§ YOUR TASK
Using the entries below, write out the line with "attempts INTEGER NOT", the line with "SELECT run_id, destination_id, product_id, SUM(quantity_shipped)", and every line in between, exactly as each is written.

§ RECORDS FOR THE TASK
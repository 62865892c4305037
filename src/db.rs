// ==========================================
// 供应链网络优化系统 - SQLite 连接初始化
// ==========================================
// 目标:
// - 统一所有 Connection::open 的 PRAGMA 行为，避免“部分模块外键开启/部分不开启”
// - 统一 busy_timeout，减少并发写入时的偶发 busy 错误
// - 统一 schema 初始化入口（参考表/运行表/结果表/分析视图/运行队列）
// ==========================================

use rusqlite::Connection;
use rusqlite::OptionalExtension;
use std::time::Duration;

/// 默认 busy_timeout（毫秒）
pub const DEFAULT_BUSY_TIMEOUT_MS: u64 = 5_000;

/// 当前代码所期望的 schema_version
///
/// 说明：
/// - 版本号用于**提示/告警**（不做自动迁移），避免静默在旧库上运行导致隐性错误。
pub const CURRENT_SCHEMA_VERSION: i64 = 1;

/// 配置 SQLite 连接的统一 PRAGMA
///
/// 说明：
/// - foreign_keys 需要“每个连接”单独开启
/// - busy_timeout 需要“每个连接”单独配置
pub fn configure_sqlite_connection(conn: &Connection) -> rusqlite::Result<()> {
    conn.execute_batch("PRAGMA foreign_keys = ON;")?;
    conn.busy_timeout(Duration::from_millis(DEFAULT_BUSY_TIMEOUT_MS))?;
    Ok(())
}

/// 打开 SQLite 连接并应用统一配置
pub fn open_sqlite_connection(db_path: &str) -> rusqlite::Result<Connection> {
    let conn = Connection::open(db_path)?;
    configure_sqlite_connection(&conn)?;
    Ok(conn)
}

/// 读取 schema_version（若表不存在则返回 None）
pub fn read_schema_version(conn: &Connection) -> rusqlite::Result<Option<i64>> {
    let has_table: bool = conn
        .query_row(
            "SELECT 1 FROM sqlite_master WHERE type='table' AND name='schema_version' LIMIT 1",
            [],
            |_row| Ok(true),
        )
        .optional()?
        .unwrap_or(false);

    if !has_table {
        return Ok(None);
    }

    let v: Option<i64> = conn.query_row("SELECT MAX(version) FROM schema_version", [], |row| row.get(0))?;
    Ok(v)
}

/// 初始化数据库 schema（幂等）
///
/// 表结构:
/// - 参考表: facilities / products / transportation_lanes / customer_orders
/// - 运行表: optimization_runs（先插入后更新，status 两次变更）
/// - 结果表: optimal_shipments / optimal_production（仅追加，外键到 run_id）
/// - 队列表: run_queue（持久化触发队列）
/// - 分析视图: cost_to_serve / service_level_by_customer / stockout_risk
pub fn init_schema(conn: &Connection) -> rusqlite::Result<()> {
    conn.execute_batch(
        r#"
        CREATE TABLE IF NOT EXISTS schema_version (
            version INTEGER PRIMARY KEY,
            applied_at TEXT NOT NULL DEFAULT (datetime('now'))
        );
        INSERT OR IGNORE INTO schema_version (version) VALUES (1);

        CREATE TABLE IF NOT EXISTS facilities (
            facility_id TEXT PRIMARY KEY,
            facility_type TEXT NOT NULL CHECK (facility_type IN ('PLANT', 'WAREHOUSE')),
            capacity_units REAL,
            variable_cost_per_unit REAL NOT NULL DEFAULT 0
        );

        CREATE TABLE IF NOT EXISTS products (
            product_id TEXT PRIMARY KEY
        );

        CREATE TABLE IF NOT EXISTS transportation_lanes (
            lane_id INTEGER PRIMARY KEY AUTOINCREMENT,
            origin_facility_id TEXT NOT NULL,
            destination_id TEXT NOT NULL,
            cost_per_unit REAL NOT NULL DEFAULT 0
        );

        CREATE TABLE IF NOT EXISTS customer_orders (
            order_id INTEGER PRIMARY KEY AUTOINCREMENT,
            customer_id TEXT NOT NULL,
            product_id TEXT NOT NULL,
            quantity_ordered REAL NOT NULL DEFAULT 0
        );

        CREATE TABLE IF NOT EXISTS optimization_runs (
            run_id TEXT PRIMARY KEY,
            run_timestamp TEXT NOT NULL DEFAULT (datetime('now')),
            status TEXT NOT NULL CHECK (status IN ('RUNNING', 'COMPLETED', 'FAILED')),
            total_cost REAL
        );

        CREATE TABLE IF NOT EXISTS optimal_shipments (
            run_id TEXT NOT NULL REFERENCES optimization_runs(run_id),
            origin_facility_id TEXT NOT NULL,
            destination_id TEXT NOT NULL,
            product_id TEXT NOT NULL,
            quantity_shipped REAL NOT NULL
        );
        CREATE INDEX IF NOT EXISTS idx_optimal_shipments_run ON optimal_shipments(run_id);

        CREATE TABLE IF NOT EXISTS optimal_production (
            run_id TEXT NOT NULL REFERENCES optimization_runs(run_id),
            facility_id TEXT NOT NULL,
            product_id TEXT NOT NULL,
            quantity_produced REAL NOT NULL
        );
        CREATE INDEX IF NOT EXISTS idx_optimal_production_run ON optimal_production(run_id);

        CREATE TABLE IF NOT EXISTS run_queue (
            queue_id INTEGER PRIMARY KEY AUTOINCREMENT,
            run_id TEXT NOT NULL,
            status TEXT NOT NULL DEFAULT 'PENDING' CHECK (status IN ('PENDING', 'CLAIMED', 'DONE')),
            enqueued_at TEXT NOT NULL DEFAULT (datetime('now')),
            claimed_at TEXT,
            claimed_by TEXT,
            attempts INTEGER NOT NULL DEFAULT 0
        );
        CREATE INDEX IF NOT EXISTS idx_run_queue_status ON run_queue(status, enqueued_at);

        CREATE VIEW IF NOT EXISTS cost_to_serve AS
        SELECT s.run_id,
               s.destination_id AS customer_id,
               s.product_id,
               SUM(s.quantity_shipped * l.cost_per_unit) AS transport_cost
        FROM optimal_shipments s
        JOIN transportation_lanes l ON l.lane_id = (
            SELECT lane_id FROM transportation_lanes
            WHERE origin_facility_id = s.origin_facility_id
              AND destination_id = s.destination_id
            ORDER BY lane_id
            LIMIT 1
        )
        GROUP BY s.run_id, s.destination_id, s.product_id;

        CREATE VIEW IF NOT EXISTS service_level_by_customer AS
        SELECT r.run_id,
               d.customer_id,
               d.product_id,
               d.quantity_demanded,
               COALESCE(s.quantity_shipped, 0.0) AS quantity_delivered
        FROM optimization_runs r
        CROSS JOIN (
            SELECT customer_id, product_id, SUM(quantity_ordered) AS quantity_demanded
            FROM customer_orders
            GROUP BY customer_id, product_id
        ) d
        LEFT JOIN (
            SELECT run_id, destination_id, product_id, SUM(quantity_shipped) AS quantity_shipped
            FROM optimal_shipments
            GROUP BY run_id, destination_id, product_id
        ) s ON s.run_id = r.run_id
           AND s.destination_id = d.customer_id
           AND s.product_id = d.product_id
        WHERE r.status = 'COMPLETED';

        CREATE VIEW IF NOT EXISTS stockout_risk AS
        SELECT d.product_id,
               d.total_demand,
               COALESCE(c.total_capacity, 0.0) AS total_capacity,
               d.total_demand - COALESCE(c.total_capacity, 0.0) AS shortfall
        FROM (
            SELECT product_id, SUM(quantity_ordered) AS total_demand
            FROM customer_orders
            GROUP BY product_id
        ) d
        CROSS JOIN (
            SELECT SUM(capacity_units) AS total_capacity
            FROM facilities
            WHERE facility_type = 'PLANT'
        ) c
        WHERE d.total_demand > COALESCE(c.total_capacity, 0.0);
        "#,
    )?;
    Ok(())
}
---
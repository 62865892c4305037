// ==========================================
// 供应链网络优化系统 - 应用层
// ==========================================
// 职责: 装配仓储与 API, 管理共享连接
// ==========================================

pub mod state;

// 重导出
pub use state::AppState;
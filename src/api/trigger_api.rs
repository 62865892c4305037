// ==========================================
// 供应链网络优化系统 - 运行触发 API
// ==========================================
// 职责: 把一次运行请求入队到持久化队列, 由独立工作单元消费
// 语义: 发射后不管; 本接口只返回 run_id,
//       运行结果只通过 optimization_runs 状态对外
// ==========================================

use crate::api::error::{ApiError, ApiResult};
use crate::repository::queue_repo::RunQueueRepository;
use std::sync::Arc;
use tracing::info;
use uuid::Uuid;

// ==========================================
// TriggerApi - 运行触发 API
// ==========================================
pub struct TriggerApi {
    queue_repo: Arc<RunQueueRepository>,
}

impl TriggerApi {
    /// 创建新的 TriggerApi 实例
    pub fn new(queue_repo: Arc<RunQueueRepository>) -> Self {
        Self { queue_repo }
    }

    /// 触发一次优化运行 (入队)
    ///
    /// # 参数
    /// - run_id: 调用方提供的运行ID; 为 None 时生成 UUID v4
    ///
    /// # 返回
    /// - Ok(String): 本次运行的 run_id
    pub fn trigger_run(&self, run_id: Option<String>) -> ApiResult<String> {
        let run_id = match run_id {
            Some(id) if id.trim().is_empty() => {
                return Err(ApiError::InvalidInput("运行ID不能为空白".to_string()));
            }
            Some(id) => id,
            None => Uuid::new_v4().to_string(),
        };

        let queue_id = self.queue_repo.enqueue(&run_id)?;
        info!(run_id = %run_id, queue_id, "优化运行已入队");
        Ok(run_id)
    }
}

§ EXPECTED ANSWER
            attempts INTEGER NOT NULL DEFAULT 0
        );
        CREATE INDEX IF NOT EXISTS idx_run_queue_status ON run_queue(status, enqueued_at);

        CREATE VIEW IF NOT EXISTS cost_to_serve AS
        SELECT s.run_id,
               s.destination_id AS customer_id,
               s.product_id,
               SUM(s.quantity_shipped * l.cost_per_unit) AS transport_cost
        FROM optimal_shipments s
        JOIN transportation_lanes l ON l.lane_id = (
            SELECT lane_id FROM transportation_lanes
            WHERE origin_facility_id = s.origin_facility_id
              AND destination_id = s.destination_id
            ORDER BY lane_id
            LIMIT 1
        )
        GROUP BY s.run_id, s.destination_id, s.product_id;

        CREATE VIEW IF NOT EXISTS service_level_by_customer AS
        SELECT r.run_id,
               d.customer_id,
               d.product_id,
               d.quantity_demanded,
               COALESCE(s.quantity_shipped, 0.0) AS quantity_delivered
        FROM optimization_runs r
        CROSS JOIN (
            SELECT customer_id, product_id, SUM(quantity_ordered) AS quantity_demanded
            FROM customer_orders
            GROUP BY customer_id, product_id
        ) d
        LEFT JOIN (
            SELECT run_id, destination_id, product_id, SUM(quantity_shipped) AS quantity_shipped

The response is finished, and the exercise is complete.